Page last updated at 12:49 GMT, Friday, 31 October 2008

Parade and protest plans changed

Harrier jump jet
Plans for a flypast have been dropped by the military

The armed forces and Sinn Féin have both altered their planned homecoming parade and protest in Belfast.

The armed forces dropped an RAF flypast and announced soldiers would be unarmed, while Sinn Féin has changed the route and times of its protest.

Sinn Féin's Gerry Kelly said the change "would facilitate republicans and unionists being on the streets of Belfast in a peaceful way" on Sunday.

Major General Chris Brown said it would reduce "the potential for friction".

Dissident republicans opposed to the Sinn Féin leadership strategy of Gerry Adams and Martin McGuinness are still planning to march in the city, a protest not approved by the Parades Commission which has already determined on the main two events.

Mr Kelly said their protest "will still be adjacent to the route of the planned British army parade".

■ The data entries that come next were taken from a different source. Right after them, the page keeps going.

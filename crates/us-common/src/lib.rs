//! User Storage common runtime helpers.

pub mod logging;

pub use logging::{init_default_logging, init_logging, LogFormat};
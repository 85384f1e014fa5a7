//! Account Mutation Service
//!
//! Create, update and delete run inside one store transaction each. After a
//! successful commit of an update or delete the account's cache entry is
//! evicted; a failed eviction is logged and does not affect the result.

use std::sync::Arc;

use tracing::{debug, info, warn};

use crate::cache::{CacheInvalidator, EvictionOutcome};
use crate::store::rollback;
use crate::usecase::{Change, UseCaseError, UseCaseResult};
use crate::user::entity::{User, UserPayload};
use crate::user::repository::UserRepository;

pub struct AccountMutationService {
    repo: Arc<UserRepository>,
    cache: Arc<dyn CacheInvalidator>,
}

impl AccountMutationService {
    pub fn new(repo: Arc<UserRepository>, cache: Arc<dyn CacheInvalidator>) -> Self {
        Self { repo, cache }
    }

    pub async fn create(&self, payload: UserPayload) -> UseCaseResult<Change<User>> {
        payload.validate()?;
        let user = User::new(payload);

        let mut tx = self
            .repo
            .begin()
            .await
            .map_err(|e| UseCaseError::storage("Failed to begin transaction", e))?;

        if let Err(e) = self.repo.insert(&mut tx, &user).await {
            rollback(tx).await;
            return Err(UseCaseError::storage("Failed to insert user", e));
        }

        tx.commit()
            .await
            .map_err(|e| UseCaseError::storage("Failed to commit user", e))?;

        info!(user_id = %user.id, "User created");
        Ok(Change::created(user))
    }

    /// Replace the account's fields. The identifier is taken from `id`, never
    /// from the payload, and an absent role keeps the stored one.
    pub async fn update(&self, id: &str, payload: UserPayload) -> UseCaseResult<Change<User>> {
        let id = require_id(id)?;
        payload.validate()?;

        let mut tx = self
            .repo
            .begin()
            .await
            .map_err(|e| UseCaseError::storage("Failed to begin transaction", e))?;

        let existing = match self.repo.find_by_id_in(&mut tx, id).await {
            Ok(Some(user)) => user,
            Ok(None) => {
                rollback(tx).await;
                return Err(not_found(id));
            }
            Err(e) => {
                rollback(tx).await;
                return Err(UseCaseError::storage("Failed to fetch user", e));
            }
        };

        let updated = existing.merged(payload);
        if let Err(e) = self.repo.update(&mut tx, &updated).await {
            rollback(tx).await;
            return Err(UseCaseError::storage("Failed to update user", e));
        }

        tx.commit()
            .await
            .map_err(|e| UseCaseError::storage("Failed to commit user", e))?;

        info!(user_id = %id, "User updated");
        self.evict(id).await;
        Ok(Change::updated(existing, updated))
    }

    pub async fn delete(&self, id: &str) -> UseCaseResult<Change<User>> {
        let id = require_id(id)?;

        let mut tx = self
            .repo
            .begin()
            .await
            .map_err(|e| UseCaseError::storage("Failed to begin transaction", e))?;

        let existing = match self.repo.find_by_id_in(&mut tx, id).await {
            Ok(Some(user)) => user,
            Ok(None) => {
                rollback(tx).await;
                return Err(not_found(id));
            }
            Err(e) => {
                rollback(tx).await;
                return Err(UseCaseError::storage("Failed to fetch user", e));
            }
        };

        if let Err(e) = self.repo.delete(&mut tx, id).await {
            rollback(tx).await;
            return Err(UseCaseError::storage("Failed to delete user", e));
        }

        tx.commit()
            .await
            .map_err(|e| UseCaseError::storage("Failed to commit user deletion", e))?;

        info!(user_id = %id, "User deleted");
        self.evict(id).await;
        Ok(Change::deleted(existing))
    }

    async fn evict(&self, id: &str) {
        match self.cache.evict(id).await {
            EvictionOutcome::Evicted { removed } => debug!(user_id = %id, removed, "Cache entry evicted"),
            EvictionOutcome::Failed(e) => {
                warn!(user_id = %id, error = %e, "Cache eviction failed, entry may be stale")
            }
        }
    }
}

fn require_id(id: &str) -> UseCaseResult<&str> {
    let id = id.trim();
    if id.is_empty() {
        return Err(UseCaseError::bad_input("USER_ID_REQUIRED", "User ID cannot be empty"));
    }
    Ok(id)
}

fn not_found(id: &str) -> UseCaseError {
    UseCaseError::not_found("USER_NOT_FOUND", format!("User not found with id {}", id))
}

"If the PSNI properly police the British army parade and the loyalist mobilisation, the city can return to normal very quickly," he said.

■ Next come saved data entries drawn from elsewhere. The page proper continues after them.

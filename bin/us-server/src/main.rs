//! User Storage Server
//!
//! REST server for the user directory:
//! - Accounts: filtered listing, pagination, role-set lookup, mutations
//! - Roles, access points and role-access grants
//! - Health check and OpenAPI documentation
//!
//! ## Environment Variables
//!
//! | Variable | Default | Description |
//! |----------|---------|-------------|
//! | `USER_STORAGE_CONFIG` | - | Path to a TOML config file |
//! | `USER_STORAGE_HTTP_PORT` | `8080` | HTTP API port |
//! | `USER_STORAGE_DATABASE_URL` | `mysql://root@127.0.0.1:3306/usersdb` | MySQL or SQLite connection URL |
//! | `USER_STORAGE_REDIS_ENABLED` | `true` | Evict cached accounts from Redis |
//! | `USER_STORAGE_REDIS_NODES` | `redis://redis:6379` | Comma-separated Redis node URLs |
//! | `USER_STORAGE_JWKS` / `JWT_SECRET` | - | JSON Web Key Set for identity tokens |
//! | `RUST_LOG` | `info` | Log level |

use std::net::SocketAddr;
use std::sync::Arc;

use anyhow::Result;
use axum::http::HeaderValue;
use tokio::{net::TcpListener, signal};
use tower_http::cors::{AllowOrigin, Any, CorsLayer};
use tower_http::trace::TraceLayer;
use tracing::{error, info, warn};
use utoipa_swagger_ui::SwaggerUi;

use us_config::{AppConfig, ConfigLoader};
use us_platform::store::{bootstrap_schema, connect, DatabaseBackend};
use us_platform::{
    platform_router, ActorIdentityExtractor, CacheInvalidator, NoopCacheInvalidator,
    PlatformServices, RedisCacheInvalidator, RouterSettings, TracingAuditSink,
};

#[tokio::main]
async fn main() -> Result<()> {
    us_common::logging::init_logging("us-server");

    info!("Starting User Storage Server");

    let config = ConfigLoader::new().load()?;

    let pool = connect(&config.database.url, config.database.max_connections).await?;
    if config.database.bootstrap_schema {
        let backend = DatabaseBackend::from_url(&config.database.url)?;
        bootstrap_schema(&pool, backend).await?;
        info!(backend = ?backend, "Schema bootstrapped");
    }

    let cache = cache_invalidator(&config).await?;

    let identity = ActorIdentityExtractor::new(config.auth.jwks.clone())
        .with_audience(config.auth.audience.clone());
    let services = PlatformServices::new(pool, cache, identity, Arc::new(TracingAuditSink));
    info!("Services initialized");

    let settings = RouterSettings {
        max_page_size: config.http.max_page_size,
    };
    let (router, openapi) = platform_router(&services, settings);

    let app = router
        .merge(SwaggerUi::new("/swagger-ui").url("/q/openapi", openapi))
        .layer(TraceLayer::new_for_http())
        .layer(cors_layer(&config.http.cors_origins));

    let addr = format!("{}:{}", config.http.host, config.http.port);
    let listener = TcpListener::bind(&addr).await?;
    info!("API server listening on http://{}", addr);

    axum::serve(listener, app.into_make_service_with_connect_info::<SocketAddr>())
        .with_graceful_shutdown(shutdown_signal())
        .await?;

    info!("User Storage Server shutdown complete");
    Ok(())
}

/// Connect and ping the configured Redis nodes. An unreachable cache
/// aborts startup.
async fn cache_invalidator(config: &AppConfig) -> Result<Arc<dyn CacheInvalidator>> {
    if !config.redis.enabled {
        info!("Redis disabled; cache eviction is a no-op");
        return Ok(Arc::new(NoopCacheInvalidator));
    }

    let redis = RedisCacheInvalidator::connect(&config.redis.nodes).await?;
    redis.ping().await?;
    info!(nodes = config.redis.nodes.len(), "Connected to Redis");
    Ok(Arc::new(redis))
}

fn cors_layer(origins: &[String]) -> CorsLayer {
    let base = CorsLayer::new().allow_methods(Any).allow_headers(Any);
    if origins.is_empty() || origins.iter().any(|o| o == "*") {
        return base.allow_origin(Any);
    }

    let allowed: Vec<HeaderValue> = origins
        .iter()
        .filter_map(|origin| match HeaderValue::from_str(origin) {
            Ok(value) => Some(value),
            Err(_) => {
                warn!(origin = %origin, "Ignoring invalid CORS origin");
                None
            }
        })
        .collect();
    base.allow_origin(AllowOrigin::list(allowed))
}

async fn shutdown_signal() {
    let ctrl_c = async {
        if let Err(e) = signal::ctrl_c().await {
            error!(error = %e, "Failed to listen for Ctrl+C");
            std::future::pending::<()>().await;
        }
    };

    #[cfg(unix)]
    let terminate = async {
        match signal::unix::signal(signal::unix::SignalKind::terminate()) {
            Ok(mut sig) => {
                sig.recv().await;
            }
            Err(e) => {
                error!(error = %e, "Failed to install SIGTERM handler");
                std::future::pending::<()>().await;
            }
        }
    };

    #[cfg(not(unix))]
    let terminate = std::future::pending::<()>();

    tokio::select! {
        _ = ctrl_c => {},
        _ = terminate => {},
    }
    info!("Shutdown signal received...");
}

Sinn Féin representatives met the PSNI and the Parades Commission on Friday to discuss the changes, he added.


Major General Brown, who is General Officer Commanding for Northern Ireland, said the measures "further underpin our appreciation of the sensitivities surrounding this element of the parade".

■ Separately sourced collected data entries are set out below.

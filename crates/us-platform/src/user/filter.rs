//! Account search filters.
//!
//! Criteria are folded into a list of [`Clause`]s and rendered as a single
//! `WHERE ... AND ...` with bound parameters. Text criteria are prefix
//! matches; LIKE wildcards in the input are escaped so they match literally.

use sqlx::{Any, QueryBuilder};

const LIKE_ESCAPE: &str = " ESCAPE '!'";

/// Search criteria for listing accounts. Every field is optional.
#[derive(Debug, Clone, Default, PartialEq, Eq)]
pub struct UserCriteria {
    pub id: Option<String>,
    pub role: Option<i64>,
    pub name: Option<String>,
    pub email: Option<String>,
}

/// How the role criterion restricts results.
#[derive(Debug, Clone, Copy, PartialEq, Eq)]
pub enum RoleCriterion {
    /// Absent or `0`: only accounts with no role.
    Unassigned,
    /// `-1`: no role restriction.
    Any,
    /// Any other value: exact match.
    Exactly(i64),
}

impl RoleCriterion {
    pub const ANY_ROLE: i64 = -1;
    pub const NO_ROLE: i64 = 0;

    pub fn from_param(role: Option<i64>) -> Self {
        match role {
            None | Some(Self::NO_ROLE) => Self::Unassigned,
            Some(Self::ANY_ROLE) => Self::Any,
            Some(role) => Self::Exactly(role),
        }
    }
}

#[derive(Debug, Clone, PartialEq, Eq)]
pub enum Clause {
    IdPrefix(String),
    RoleUnset,
    RoleEquals(i64),
    RoleIn(Vec<i64>),
    /// Prefix of either first or last name.
    NamePrefix(String),
    EmailPrefix(String),
}

#[derive(Debug, Clone, Default, PartialEq, Eq)]
pub struct UserFilter {
    clauses: Vec<Clause>,
}

impl UserFilter {
    pub fn new() -> Self {
        Self::default()
    }

    pub fn with(mut self, clause: Clause) -> Self {
        self.clauses.push(clause);
        self
    }

    /// Blank text criteria are ignored.
    pub fn from_criteria(criteria: &UserCriteria) -> Self {
        let mut filter = Self::new();

        if let Some(id) = non_blank(&criteria.id) {
            filter = filter.with(Clause::IdPrefix(id.to_string()));
        }
        match RoleCriterion::from_param(criteria.role) {
            RoleCriterion::Unassigned => filter = filter.with(Clause::RoleUnset),
            RoleCriterion::Exactly(role) => filter = filter.with(Clause::RoleEquals(role)),
            RoleCriterion::Any => {}
        }
        if let Some(name) = non_blank(&criteria.name) {
            filter = filter.with(Clause::NamePrefix(name.to_string()));
        }
        if let Some(email) = non_blank(&criteria.email) {
            filter = filter.with(Clause::EmailPrefix(email.to_string()));
        }

        filter
    }

    pub fn roles(roles: &[i64]) -> Self {
        Self::new().with(Clause::RoleIn(roles.to_vec()))
    }

    pub fn clauses(&self) -> &[Clause] {
        &self.clauses
    }

    /// Append the WHERE clause (if any) to `qb`.
    pub fn push_where(&self, qb: &mut QueryBuilder<'_, Any>) {
        for (i, clause) in self.clauses.iter().enumerate() {
            qb.push(if i == 0 { " WHERE " } else { " AND " });
            match clause {
                Clause::IdPrefix(prefix) => push_like(qb, "id", like_prefix(prefix)),
                Clause::RoleUnset => {
                    qb.push("role IS NULL");
                }
                Clause::RoleEquals(role) => {
                    qb.push("role = ");
                    qb.push_bind(*role);
                }
                Clause::RoleIn(roles) if roles.is_empty() => {
                    qb.push("1 = 0");
                }
                Clause::RoleIn(roles) => {
                    qb.push("role IN (");
                    let mut separated = qb.separated(", ");
                    for role in roles {
                        separated.push_bind(*role);
                    }
                    separated.push_unseparated(")");
                }
                Clause::NamePrefix(prefix) => {
                    let pattern = like_prefix(prefix);
                    qb.push("(");
                    push_like(qb, "first_name", pattern.clone());
                    qb.push(" OR ");
                    push_like(qb, "last_name", pattern);
                    qb.push(")");
                }
                Clause::EmailPrefix(prefix) => push_like(qb, "email", like_prefix(prefix)),
            }
        }
    }
}

fn non_blank(value: &Option<String>) -> Option<&str> {
    value.as_deref().map(str::trim).filter(|v| !v.is_empty())
}

fn push_like(qb: &mut QueryBuilder<'_, Any>, column: &str, pattern: String) {
    qb.push(column);
    qb.push(" LIKE ");
    qb.push_bind(pattern);
    qb.push(LIKE_ESCAPE);
}

/// `prefix%` with `!`, `%` and `_` escaped.
pub(crate) fn like_prefix(prefix: &str) -> String {
    let mut pattern = String::with_capacity(prefix.len() + 1);
    for c in prefix.chars() {
        if matches!(c, '!' | '%' | '_') {
            pattern.push('!');
        }
        pattern.push(c);
    }
    pattern.push('%');
    pattern
}

#[cfg(test)]
mod tests {
    use super::*;

    fn render(filter: &UserFilter) -> String {
        let mut qb = QueryBuilder::<Any>::new("SELECT * FROM users");
        filter.push_where(&mut qb);
        qb.sql().to_string()
    }

    #[test]
    fn test_role_param_semantics() {
        assert_eq!(RoleCriterion::from_param(None), RoleCriterion::Unassigned);
        assert_eq!(RoleCriterion::from_param(Some(0)), RoleCriterion::Unassigned);
        assert_eq!(RoleCriterion::from_param(Some(-1)), RoleCriterion::Any);
        assert_eq!(RoleCriterion::from_param(Some(3)), RoleCriterion::Exactly(3));
        assert_eq!(RoleCriterion::from_param(Some(-7)), RoleCriterion::Exactly(-7));
    }

    #[test]
    fn test_empty_criteria_selects_unassigned() {
        let filter = UserFilter::from_criteria(&UserCriteria::default());
        assert_eq!(filter.clauses(), &[Clause::RoleUnset]);
        assert_eq!(render(&filter), "SELECT * FROM users WHERE role IS NULL");
    }

    #[test]
    fn test_any_role_without_text_has_no_where() {
        let criteria = UserCriteria { role: Some(-1), ..Default::default() };
        let filter = UserFilter::from_criteria(&criteria);
        assert!(filter.clauses().is_empty());
        assert_eq!(render(&filter), "SELECT * FROM users");
    }

    #[test]
    fn test_all_criteria_are_conjoined() {
        let criteria = UserCriteria {
            id: Some("ab".to_string()),
            role: Some(3),
            name: Some("Jo".to_string()),
            email: Some("jo@".to_string()),
        };
        let filter = UserFilter::from_criteria(&criteria);
        assert_eq!(
            filter.clauses(),
            &[
                Clause::IdPrefix("ab".to_string()),
                Clause::RoleEquals(3),
                Clause::NamePrefix("Jo".to_string()),
                Clause::EmailPrefix("jo@".to_string()),
            ]
        );
        assert_eq!(
            render(&filter),
            "SELECT * FROM users WHERE id LIKE ? ESCAPE '!' AND role = ? \
             AND (first_name LIKE ? ESCAPE '!' OR last_name LIKE ? ESCAPE '!') \
             AND email LIKE ? ESCAPE '!'"
        );
    }

    #[test]
    fn test_blank_text_criteria_are_ignored() {
        let criteria = UserCriteria {
            id: Some("  ".to_string()),
            role: Some(-1),
            name: Some(String::new()),
            email: None,
        };
        assert!(UserFilter::from_criteria(&criteria).clauses().is_empty());
    }

    #[test]
    fn test_role_in_renders_placeholders() {
        assert_eq!(
            render(&UserFilter::roles(&[1, 2, 3])),
            "SELECT * FROM users WHERE role IN (?, ?, ?)"
        );
        assert_eq!(render(&UserFilter::roles(&[])), "SELECT * FROM users WHERE 1 = 0");
    }

    #[test]
    fn test_like_prefix_escapes_wildcards() {
        assert_eq!(like_prefix("jo"), "jo%");
        assert_eq!(like_prefix("50%_off!"), "50!%!_off!!%");
    }
}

"Earlier this week, I issued a special order to all military personnel taking part in the many events this weekend," he said.

"In that signal I stressed the significance and importance of being able to give thanks for the safe return of those who have served overseas.

"Equally, I emphasised the need for us to recognise that we do not have the undivided support of the wider community."

SDLP spokesman Alex Attwood said the armed forces' announcement was a step "in the right direction towards helping ease anxieties".

However, Ian Paisley Jr of the DUP said: "I think people will feel slightly cheated that the celebration and thanksgiving event is to be diluted in any way at all."

Ulster Unionist Party deputy leader Danny Kennedy said: "I feel the hands of the NIO or Whitehall simply trying to pander to elements that will never be satisfied - people who are opposed to this will always be opposed to this."